En un país como el nuestro, donde algunas voces insisten con la implementación del juicio por jurados como la panacea al problema de la administración de justicia, estas series obligan cuanto menos a un alto. ¿Qué justicia podrá administrar un grupo compuesto por ciudadanos fustigados a diario con el latiguillo de la inseguridad? ¿Respetará el principio jurídico de que ante la duda corresponde la absolución o preferirá condenar “por las dudas”? La acendrada defensa del sistema de juicio por jurados sostiene, básicamente, que esto supone una democratización de la justicia, y es posible estar de acuerdo, siempre y cuando se acepte que la democracia, al menos según funciona en nuestros días, representa la sumisión del ámbito político y social al económico.
Esto resulta evidente en los dramas legales, donde merced a la necesidad del suspenso se ilustra y entiende el funcionamiento del ámbito jurídico en términos de juego. Y no cualquier juego sino un juego osado, descarnado y sobre todo –como corresponde al capitalismo– altamente competitivo, un sistema de producción y reproducción de la diferencia entre incorporados y excluidos. Sus protagonistas lo dicen todo el tiempo: la justicia es apasionante, y la sociedad neoliberal sólo puede entender la pasión según los términos de un juego donde unos ganan y otros pierden, la angustia de no “quedar afuera”. En realidad, más allá del acento purista y moralizante, la fiscalía y la defensa acatan las mismas normas: lo único que buscan es afirmarse, ganar, más allá de cualquier motivación segunda (una débil convicción de verdad –jamás exenta de ambiciones políticas–, en el caso de los fiscales; un ansia puramente económica, en el de los abogados).

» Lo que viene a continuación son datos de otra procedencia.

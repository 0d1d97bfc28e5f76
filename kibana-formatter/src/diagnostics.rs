use std::{
    fmt::Display,
    sync::atomic::{AtomicUsize, Ordering},
};

use chrono::{DateTime, Utc};

/**
Declare counters for the enclosing module.

Counters are bumped through `increment!` and are cheap enough
to leave in place unconditionally.
*/
macro_rules! metrics {
    ($($metric:ident),* $(,)*) => {
        pub(crate) mod metrics {
            #![allow(non_upper_case_globals)]

            use std::sync::atomic::AtomicUsize;

            $(
                pub(crate) static $metric: AtomicUsize = AtomicUsize::new(0);
            )*
        }
    };
}

macro_rules! increment {
    ($module:ident . $metric:ident) => {{
        use std::sync::atomic::Ordering;

        $crate::$module::metrics::$metric.fetch_add(1, Ordering::Relaxed);
    }};
}

/**
The minimum level for self-diagnostic events.
*/
#[derive(Debug, Clone, Copy, PartialEq, Eq, PartialOrd, Ord)]
pub enum Level {
    Debug = 0,
    Info = 1,
    Error = 2,
}

#[derive(Debug, Clone)]
pub struct Config {
    pub min_level: Level,
}

impl Default for Config {
    fn default() -> Self {
        Config {
            min_level: Level::Info,
        }
    }
}

static MIN_LEVEL: AtomicUsize = AtomicUsize::new(Level::Info as usize);

pub fn init(config: Config) {
    MIN_LEVEL.store(config.min_level as usize, Ordering::Relaxed);
}

fn enabled(level: Level) -> bool {
    level as usize >= MIN_LEVEL.load(Ordering::Relaxed)
}

#[derive(Serialize)]
struct DiagnosticEvent<'a> {
    #[serde(rename = "@t")]
    timestamp: DateTime<Utc>,

    #[serde(rename = "@l")]
    level: &'static str,

    #[serde(rename = "@mt")]
    message_template: &'static str,

    #[serde(rename = "@x")]
    #[serde(skip_serializing_if = "Option::is_none")]
    error: Option<&'a str>,
}

impl<'a> DiagnosticEvent<'a> {
    pub fn new(
        level: &'static str,
        error: Option<&'a str>,
        message_template: &'static str,
    ) -> DiagnosticEvent<'a> {
        DiagnosticEvent {
            timestamp: Utc::now(),
            message_template,
            level,
            error,
        }
    }
}

pub fn emit_err(error: &impl Display, message_template: &'static str) {
    if !enabled(Level::Error) {
        return;
    }

    let err_str = format!("{}", error);
    let evt = DiagnosticEvent::new("ERROR", Some(&err_str), message_template);

    emit(&evt);
}

pub fn emit_debug(message_template: &'static str) {
    if !enabled(Level::Debug) {
        return;
    }

    let evt = DiagnosticEvent::new("DEBUG", None, message_template);

    emit(&evt);
}

fn emit(evt: &DiagnosticEvent) {
    let json = serde_json::to_string(evt).expect("infallible JSON");
    eprintln!("{}", json);
}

El buitre se ha convertido en tiburón, y su lógica del juego apasionado, con altas dosis no sólo de suspenso sino ante todo de azar, se vuelve más difícil de digerir aun cuando se la piensa dentro de un sistema legal como el estadounidense, donde en varios estados se aplica la pena de muerte. De hecho, las series de fiscales Close to Home y Medium dan por descontado, con asfixiante asiduidad, que esta condena es el fin deseable y “justo” en numerosas oportunidades, poniendo al espectador en una curiosa encrucijada: si quiere que ganen “los buenos” (o, al menos, los simpáticos), debe desear la pena capital, y en aquellos casos en que la consiguen, los protagonistas se muestran satisfechos, felices incluso.
No sería del todo erróneo –aunque sí relativamente simplificador– pensar que estas series naturalizan la pena de muerte, la vuelven aceptable. No obstante, el hecho de que dentro de su propia lógica de juego irresponsable, con su alta cuota de azar, la muerte aparezca como resolución posible, con toda su crudeza e irreparabilidad, opera antes bien a modo de confesión de parte, un reconocimiento del sesgo perverso que impregna a este imaginario de justicia como venganza, tan acentuado en nuestros días. Sin querer queriendo, una vez más, la televisión proclama así una dolorosa verdad a gritos: en la sociedad contemporánea, al menos hoy, la justicia se reduce a pena.